Stored dataset items
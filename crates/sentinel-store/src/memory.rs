use sentinel_core::{
    ApprovalGrant, GrantDecision, GrantStore, IncidentLog, IncidentRecord, InvitationRecord,
    InvitationRegistry, OperatorId, SentinelResult, SubjectId, Tier, Timestamp,
};
use std::collections::HashMap;
use std::sync::{Mutex, MutexGuard};

use crate::chain;
use crate::error::StoreError;

fn lock<'a, T>(mutex: &'a Mutex<T>, what: &str) -> Result<MutexGuard<'a, T>, StoreError> {
    mutex
        .lock()
        .map_err(|e| StoreError::LockPoisoned(format!("{}: {}", what, e)))
}

// ---------------------------------------------------------------------------
// InMemoryInvitationRegistry
// ---------------------------------------------------------------------------

/// In-memory invitation set. Useful for tests and ephemeral runs.
#[derive(Default)]
pub struct InMemoryInvitationRegistry {
    entries: Mutex<HashMap<SubjectId, InvitationRecord>>,
}

impl InMemoryInvitationRegistry {
    pub fn new() -> Self {
        Self::default()
    }
}

impl InvitationRegistry for InMemoryInvitationRegistry {
    fn register(&self, subject_id: &SubjectId) -> SentinelResult<InvitationRecord> {
        let mut entries = lock(&self.entries, "invitations")?;
        let record = entries
            .entry(subject_id.clone())
            .or_insert_with(|| InvitationRecord {
                subject_id: subject_id.clone(),
                registered_at: Timestamp::now(),
            })
            .clone();
        tracing::debug!(subject = %subject_id, "invitation registered");
        Ok(record)
    }

    fn is_invited(&self, subject_id: &SubjectId) -> SentinelResult<bool> {
        Ok(lock(&self.entries, "invitations")?.contains_key(subject_id))
    }

    fn count(&self) -> SentinelResult<usize> {
        Ok(lock(&self.entries, "invitations")?.len())
    }

    fn list(&self) -> SentinelResult<Vec<InvitationRecord>> {
        let mut records: Vec<InvitationRecord> =
            lock(&self.entries, "invitations")?.values().cloned().collect();
        records.sort_by(|a, b| a.subject_id.cmp(&b.subject_id));
        Ok(records)
    }
}

// ---------------------------------------------------------------------------
// InMemoryGrantStore
// ---------------------------------------------------------------------------

#[derive(Default)]
struct GrantTable {
    grants: HashMap<(SubjectId, Tier), ApprovalGrant>,
    next_sequence: u64,
}

/// In-memory grant store. A single mutex serializes every upsert, so the
/// sequence counter and the table always move together.
#[derive(Default)]
pub struct InMemoryGrantStore {
    table: Mutex<GrantTable>,
}

impl InMemoryGrantStore {
    pub fn new() -> Self {
        Self::default()
    }
}

impl GrantStore for InMemoryGrantStore {
    fn lookup(&self, subject_id: &SubjectId, tier: Tier) -> SentinelResult<Option<ApprovalGrant>> {
        let table = lock(&self.table, "grants")?;
        Ok(table.grants.get(&(subject_id.clone(), tier)).cloned())
    }

    fn upsert(
        &self,
        subject_id: &SubjectId,
        tier: Tier,
        decision: GrantDecision,
        operator: &OperatorId,
    ) -> SentinelResult<ApprovalGrant> {
        let mut table = lock(&self.table, "grants")?;
        table.next_sequence += 1;
        let grant = ApprovalGrant {
            subject_id: subject_id.clone(),
            tier,
            decision,
            resolved_at: Timestamp::now(),
            resolved_by: operator.clone(),
            sequence: table.next_sequence,
        };
        table
            .grants
            .insert((subject_id.clone(), tier), grant.clone());
        tracing::debug!(
            subject = %subject_id,
            tier = %tier,
            decision = %decision,
            sequence = grant.sequence,
            "grant upserted"
        );
        Ok(grant)
    }

    fn list(&self) -> SentinelResult<Vec<ApprovalGrant>> {
        let table = lock(&self.table, "grants")?;
        let mut grants: Vec<ApprovalGrant> = table.grants.values().cloned().collect();
        grants.sort_by_key(|g| g.sequence);
        Ok(grants)
    }
}

// ---------------------------------------------------------------------------
// InMemoryIncidentLog
// ---------------------------------------------------------------------------

/// In-memory, hash-chained incident log. Storage order is append order.
#[derive(Default)]
pub struct InMemoryIncidentLog {
    records: Mutex<Vec<IncidentRecord>>,
}

impl InMemoryIncidentLog {
    pub fn new() -> Self {
        Self::default()
    }

    /// All records in append order (for testing/inspection).
    pub fn all(&self) -> Vec<IncidentRecord> {
        lock(&self.records, "incidents")
            .map(|r| r.to_vec())
            .unwrap_or_default()
    }
}

impl IncidentLog for InMemoryIncidentLog {
    fn record(
        &self,
        subject_ref: &SubjectId,
        tier_context: Tier,
        reason: &str,
    ) -> SentinelResult<IncidentRecord> {
        let mut records = lock(&self.records, "incidents")?;
        let previous = records.last().map(|r| r.hash.clone());
        let record = chain::seal(
            records.len() as u64 + 1,
            Timestamp::now(),
            subject_ref,
            tier_context,
            reason,
            previous,
        );
        records.push(record.clone());
        Ok(record)
    }

    fn recent(&self, limit: usize) -> SentinelResult<Vec<IncidentRecord>> {
        let records = lock(&self.records, "incidents")?;
        Ok(records.iter().rev().take(limit).cloned().collect())
    }

    fn count(&self) -> SentinelResult<usize> {
        Ok(lock(&self.records, "incidents")?.len())
    }

    fn verify_chain(&self) -> SentinelResult<bool> {
        let records = lock(&self.records, "incidents")?;
        Ok(chain::verify(&records))
    }
}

- _YOUR INSTRUCTIONS_
Only the number is needed here: how many lines of the records contain "Timestamp"?

- _TASK RESULT_
4